C’est dans cette intention que l’armée allemande porta à 30 mm le blindage de ses premiers chars de rupture, les A7V 1917, puis à 45 mm celui des chars A7VU 1918. Cette augmentation fut ratifiée en France avec les 30 mm de blindage du 2 C 1921, en Amérique avec les 25,4 mm des chars T1, T1E1, et T1E2 de 1921 à 1925. La Grande-Bretagne, avec ses Vickers des modèles 1922 à 1927, s’en tint aux blindages minces de 15 mm ; elle n’atteignit les 25,4 mm que sur les chars moyens Vickers-Armstrong de 1929. Le développement de cette tendance à se protéger contre des armes anti-chars spécialisées de plus en plus puissantes devait conduire aux protections de 40 à 60 mm des chars de 1939.

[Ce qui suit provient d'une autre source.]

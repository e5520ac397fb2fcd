//! Project / Team / Sprint / Task model
//!
//! Project 가 팀과 스프린트를 소유하고, 스프린트가 태스크 그래프를 소유한다.
//! 모든 필드는 camelCase 로 직렬화된다 (LLM 출력도 같은 형태로 파싱).

use chrono::{DateTime, Utc};
use crew_foundation::{Error, Result};
use serde::{Deserialize, Serialize};
use std::fmt;

// ============================================================================
// Status enums
// ============================================================================

#[derive(Debug, Clone, Copy, PartialEq, Eq, Default, Serialize, Deserialize)]
#[serde(rename_all = "lowercase")]
pub enum ProjectStatus {
    #[default]
    Idle,
    Analyzing,
    Planning,
    Running,
    Paused,
    Completed,
}

#[derive(Debug, Clone, Copy, PartialEq, Eq, Default, Serialize, Deserialize)]
#[serde(rename_all = "lowercase")]
pub enum SprintStatus {
    #[default]
    Planning,
    Active,
    Paused,
    Completed,
}

#[derive(Debug, Clone, Copy, PartialEq, Eq, Hash, Default, Serialize, Deserialize)]
#[serde(rename_all = "snake_case")]
pub enum TaskStatus {
    #[default]
    Pending,
    InProgress,
    Done,
    Failed,
}

impl TaskStatus {
    /// Done or failed; the sprint no longer waits on it
    pub fn is_finished(&self) -> bool {
        matches!(self, Self::Done | Self::Failed)
    }

    pub fn symbol(&self) -> &'static str {
        match self {
            Self::Pending => "◯",
            Self::InProgress => "⟳",
            Self::Done => "✓",
            Self::Failed => "✗",
        }
    }
}

macro_rules! display_as_serde {
    ($($ty:ty),*) => {$(
        impl fmt::Display for $ty {
            fn fmt(&self, f: &mut fmt::Formatter<'_>) -> fmt::Result {
                match serde_json::to_value(self) {
                    Ok(serde_json::Value::String(s)) => write!(f, "{}", s),
                    _ => write!(f, "{:?}", self),
                }
            }
        }
    )*};
}

display_as_serde!(ProjectStatus, SprintStatus, TaskStatus);

// ============================================================================
// Entities
// ============================================================================

/// Agent persona on a project team
#[derive(Debug, Clone, PartialEq, Serialize, Deserialize)]
#[serde(rename_all = "camelCase")]
pub struct TeamMember {
    pub id: String,
    pub role: String,
    pub name: String,
    #[serde(default)]
    pub system_prompt: String,
    #[serde(default)]
    pub capabilities: Vec<String>,
}

#[derive(Debug, Clone, PartialEq, Serialize, Deserialize)]
#[serde(rename_all = "camelCase")]
pub struct Task {
    pub id: String,
    pub title: String,
    #[serde(default)]
    pub description: String,
    #[serde(default)]
    pub assigned_to: String,
    #[serde(default)]
    pub dependencies: Vec<String>,
    #[serde(default)]
    pub status: TaskStatus,
    #[serde(default, skip_serializing_if = "Option::is_none")]
    pub output: Option<String>,
    #[serde(default)]
    pub retries: u32,
}

impl Task {
    pub fn new(id: impl Into<String>, title: impl Into<String>) -> Self {
        Self {
            id: id.into(),
            title: title.into(),
            description: String::new(),
            assigned_to: String::new(),
            dependencies: Vec::new(),
            status: TaskStatus::Pending,
            output: None,
            retries: 0,
        }
    }

    pub fn with_description(mut self, description: impl Into<String>) -> Self {
        self.description = description.into();
        self
    }

    pub fn assigned_to(mut self, member_id: impl Into<String>) -> Self {
        self.assigned_to = member_id.into();
        self
    }

    pub fn depends_on(mut self, task_id: impl Into<String>) -> Self {
        self.dependencies.push(task_id.into());
        self
    }
}

#[derive(Debug, Clone, PartialEq, Serialize, Deserialize)]
#[serde(rename_all = "camelCase")]
pub struct Sprint {
    pub id: String,
    pub goal: String,
    #[serde(default)]
    pub tasks: Vec<Task>,
    #[serde(default)]
    pub status: SprintStatus,
}

impl Sprint {
    pub fn task(&self, task_id: &str) -> Result<&Task> {
        self.tasks
            .iter()
            .find(|t| t.id == task_id)
            .ok_or_else(|| Error::not_found("Task", task_id))
    }

    pub fn task_mut(&mut self, task_id: &str) -> Result<&mut Task> {
        self.tasks
            .iter_mut()
            .find(|t| t.id == task_id)
            .ok_or_else(|| Error::not_found("Task", task_id))
    }
}

#[derive(Debug, Clone, PartialEq, Serialize, Deserialize)]
#[serde(rename_all = "camelCase")]
pub struct Project {
    pub id: String,
    pub name: String,
    pub description: String,
    pub workspace_id: String,
    #[serde(default)]
    pub team: Vec<TeamMember>,
    #[serde(default)]
    pub sprints: Vec<Sprint>,
    #[serde(default)]
    pub status: ProjectStatus,
    pub created_at: DateTime<Utc>,
    pub updated_at: DateTime<Utc>,
}

impl Project {
    pub fn sprint(&self, sprint_id: &str) -> Result<&Sprint> {
        self.sprints
            .iter()
            .find(|s| s.id == sprint_id)
            .ok_or_else(|| Error::not_found("Sprint", sprint_id))
    }

    pub fn sprint_mut(&mut self, sprint_id: &str) -> Result<&mut Sprint> {
        self.sprints
            .iter_mut()
            .find(|s| s.id == sprint_id)
            .ok_or_else(|| Error::not_found("Sprint", sprint_id))
    }

    pub fn member(&self, member_id: &str) -> Option<&TeamMember> {
        self.team.iter().find(|m| m.id == member_id)
    }

    pub fn require_member(&self, member_id: &str) -> Result<&TeamMember> {
        self.member(member_id)
            .ok_or_else(|| Error::not_found("Team member", member_id))
    }
}

// ============================================================================
// Patches (shallow merge; None leaves a field alone)
// ============================================================================

#[derive(Debug, Clone, Default, Serialize, Deserialize)]
#[serde(rename_all = "camelCase")]
pub struct ProjectPatch {
    pub name: Option<String>,
    pub description: Option<String>,
    pub status: Option<ProjectStatus>,
}

impl ProjectPatch {
    pub fn status(status: ProjectStatus) -> Self {
        Self {
            status: Some(status),
            ..Default::default()
        }
    }

    pub fn apply(self, project: &mut Project) {
        if let Some(name) = self.name {
            project.name = name;
        }
        if let Some(description) = self.description {
            project.description = description;
        }
        if let Some(status) = self.status {
            project.status = status;
        }
    }
}

#[derive(Debug, Clone, Default)]
pub struct SprintPatch {
    pub goal: Option<String>,
    pub status: Option<SprintStatus>,
}

impl SprintPatch {
    pub fn status(status: SprintStatus) -> Self {
        Self {
            status: Some(status),
            ..Default::default()
        }
    }

    pub fn apply(self, sprint: &mut Sprint) {
        if let Some(goal) = self.goal {
            sprint.goal = goal;
        }
        if let Some(status) = self.status {
            sprint.status = status;
        }
    }
}

/// `output: Some(None)` clears the transcript
#[derive(Debug, Clone, Default)]
pub struct TaskPatch {
    pub title: Option<String>,
    pub description: Option<String>,
    pub assigned_to: Option<String>,
    pub dependencies: Option<Vec<String>>,
    pub status: Option<TaskStatus>,
    pub output: Option<Option<String>>,
    pub retries: Option<u32>,
}

impl TaskPatch {
    pub fn status(status: TaskStatus) -> Self {
        Self {
            status: Some(status),
            ..Default::default()
        }
    }

    pub fn finished(status: TaskStatus, output: impl Into<String>) -> Self {
        Self {
            status: Some(status),
            output: Some(Some(output.into())),
            ..Default::default()
        }
    }

    pub fn apply(self, task: &mut Task) {
        if let Some(title) = self.title {
            task.title = title;
        }
        if let Some(description) = self.description {
            task.description = description;
        }
        if let Some(assigned_to) = self.assigned_to {
            task.assigned_to = assigned_to;
        }
        if let Some(dependencies) = self.dependencies {
            task.dependencies = dependencies;
        }
        if let Some(status) = self.status {
            task.status = status;
        }
        if let Some(output) = self.output {
            task.output = output;
        }
        if let Some(retries) = self.retries {
            task.retries = retries;
        }
    }
}
//! Id generation
//!
//! 모든 엔티티 id 는 `<prefix>-<8 hex>` 형식이다 (`ws-1f2e3d4c`, `proj-...`).

use uuid::Uuid;

/// Generate a prefixed short id
pub fn prefixed_id(prefix: &str) -> String {
    let suffix = Uuid::new_v4().simple().to_string();
    format!("{}-{}", prefix, &suffix[..8])
}

#[cfg(test)]
mod tests {
    use super::*;

    #[test]
    fn test_prefixed_id_shape() {
        let id = prefixed_id("ws");
        assert!(id.starts_with("ws-"));
        assert_eq!(id.len(), 3 + 8);
        assert_ne!(prefixed_id("ws"), prefixed_id("ws"));
    }
}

Mais, dès 1926, une évolution exactement opposée se dessinait avec l’apparition des premiers Carden-Loyd dont le poids, de moins de 1 500 kg, ne pouvait évidemment s’accommoder que d’une protection extra-légère. On s’aperçut alors qu’il n’était pas indispensable qu’un blindage résistât au tir normal à faible distance d’une mitrailleuse pour être utile. Les Carden-Loyd, avec leurs 9 mm de blindage trouvèrent de nombreux imitateurs. Tels furent, en 2 à 4 tonnes, les Tankettes T 27 soviétiques de 1931, avec 10 mm ; les chars polonais TK-3-1932, avec 8 mm ; les chars italiens Fiat-Carden-Loyd, avec 9 mm ; les chars suisses Vickers-Carden-Loyd, avec 9 mm et enfin toute la série des chars amphibies, où l’allègement de la protection est la condition même de l’existence du type. Mais cette formule de blindage minimum se développait simultanément sous forme d’un char léger de poids moins strictement mesuré et qui rejoignait, à la vitesse près, la formule du Renault FT. Tels étaient le Fiat-Ansaldo 1933, le char russe T-26 de 1933, les chars Vickers-Armstrong type A-1930 et B-1931, en service en Pologne, en Turquie, en Bolivie, au Siam, dont les plus lourds atteignaient les 8 tonnes, et qui portaient tous un blindage de 13 mm. C’est la formule qui devait aboutir au char léger de 1939.
À les juger en gros, les enseignements de la guerre sont aussi simples en matière de protection qu’en matière d’armement. Les 100 mm de blindage avant d’un char allemand Mark VI, les 105 mm d’un char soviétique KV-1, avec protection de flancs et de toit en rapport et les protections plus épaisses encore des chars Staline, sont un facteur du succès de ces chars au moins aussi important que leur armement. De telles protections sont pratiquement à l’épreuve non seulement de la plupart des canons anti-chars spécialisés, mais encore de nombreux matériels d’artillerie légère de campagne. Elles transforment entièrement les conditions de la lutte entre éléments mécanisés et non mécanisés.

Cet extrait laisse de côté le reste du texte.